What is required => The records below need to be restated word for word.

Information shown =>
--- START ---
use crate::domain::{self, Book, BookDraft, BookId};
use crate::ports::{Page, PageRequest};

use super::errors::{CatalogApplicationError, Result};
use crate::application::ServiceDependencies;

/// 書籍一覧（タイトル順）
pub async fn list_books(deps: &ServiceDependencies, page: PageRequest) -> Result<Page<Book>> {
    deps.books
        .list(page)
        .await
        .map_err(CatalogApplicationError::RepositoryError)
}

/// 書籍をIDで取得
pub async fn get_book(deps: &ServiceDependencies, book_id: BookId) -> Result<Book> {
    deps.books
        .get_by_id(book_id)
        .await
        .map_err(CatalogApplicationError::RepositoryError)?
        .ok_or(CatalogApplicationError::BookNotFound)
}

/// 書籍を登録する
pub async fn create_book(deps: &ServiceDependencies, draft: BookDraft) -> Result<Book> {
    let book = domain::book::create_book(draft)?;

    deps.books
        .insert(&book)
        .await
        .map_err(CatalogApplicationError::RepositoryError)?;

    tracing::info!(book_id = %book.id.value(), title = %book.title, "Book created");
    Ok(book)
}

/// 書籍を更新する（全項目置き換え）
pub async fn update_book(
    deps: &ServiceDependencies,
    book_id: BookId,
    draft: BookDraft,
) -> Result<Book> {
    let current = get_book(deps, book_id).await?;
    let updated = domain::book::update_book(&current, draft)?;

    let found = deps
        .books
        .update(&updated)
        .await
        .map_err(CatalogApplicationError::RepositoryError)?;

    if !found {
        return Err(CatalogApplicationError::BookNotFound);
    }
    Ok(updated)
}

/// 書籍を削除する
///
/// ビジネスルール：貸出記録（返却済みを含む）が1件でもあれば削除不可。
pub async fn delete_book(deps: &ServiceDependencies, book_id: BookId) -> Result<()> {
    let borrowings = deps
        .books
        .count_borrowings(book_id)
        .await
        .map_err(CatalogApplicationError::RepositoryError)?;

    if borrowings > 0 {
        return Err(CatalogApplicationError::BookHasBorrowings);
    }

    let deleted = deps
        .books
        .delete(book_id)
        .await
        .map_err(CatalogApplicationError::RepositoryError)?;

    if !deleted {
        return Err(CatalogApplicationError::BookNotFound);
    }

    tracing::info!(book_id = %book_id.value(), "Book deleted");
    Ok(())
}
--- END ---
Finished task =>
use crate::domain::{self, Book, BookDraft, BookId};
use crate::ports::{Page, PageRequest};

use super::errors::{CatalogApplicationError, Result};
use crate::application::ServiceDependencies;

/// 書籍一覧（タイトル順）
pub async fn list_books(deps: &ServiceDependencies, page: PageRequest) -> Result<Page<Book>> {
    deps.books
        .list(page)
        .await
        .map_err(CatalogApplicationError::RepositoryError)
}

/// 書籍をIDで取得
pub async fn get_book(deps: &ServiceDependencies, book_id: BookId) -> Result<Book> {
    deps.books
        .get_by_id(book_id)
        .await
        .map_err(CatalogApplicationError::RepositoryError)?
        .ok_or(CatalogApplicationError::BookNotFound)
}

/// 書籍を登録する
pub async fn create_book(deps: &ServiceDependencies, draft: BookDraft) -> Result<Book> {
    let book = domain::book::create_book(draft)?;

    deps.books
        .insert(&book)
        .await
        .map_err(CatalogApplicationError::RepositoryError)?;

    tracing::info!(book_id = %book.id.value(), title = %book.title, "Book created");
    Ok(book)
}

/// 書籍を更新する（全項目置き換え）
pub async fn update_book(
    deps: &ServiceDependencies,
    book_id: BookId,
    draft: BookDraft,
) -> Result<Book> {
    let current = get_book(deps, book_id).await?;
    let updated = domain::book::update_book(&current, draft)?;

    let found = deps
        .books
        .update(&updated)
        .await
        .map_err(CatalogApplicationError::RepositoryError)?;

    if !found {
        return Err(CatalogApplicationError::BookNotFound);
    }
    Ok(updated)
}

/// 書籍を削除する
///
/// ビジネスルール：貸出記録（返却済みを含む）が1件でもあれば削除不可。
pub async fn delete_book(deps: &ServiceDependencies, book_id: BookId) -> Result<()> {
    let borrowings = deps
        .books
        .count_borrowings(book_id)
        .await
        .map_err(CatalogApplicationError::RepositoryError)?;

    if borrowings > 0 {
        return Err(CatalogApplicationError::BookHasBorrowings);
    }

    let deleted = deps
        .books
        .delete(book_id)
        .await
        .map_err(CatalogApplicationError::RepositoryError)?;

    if !deleted {
        return Err(CatalogApplicationError::BookNotFound);
    }

    tracing::info!(book_id = %book_id.value(), "Book deleted");
    Ok(())
}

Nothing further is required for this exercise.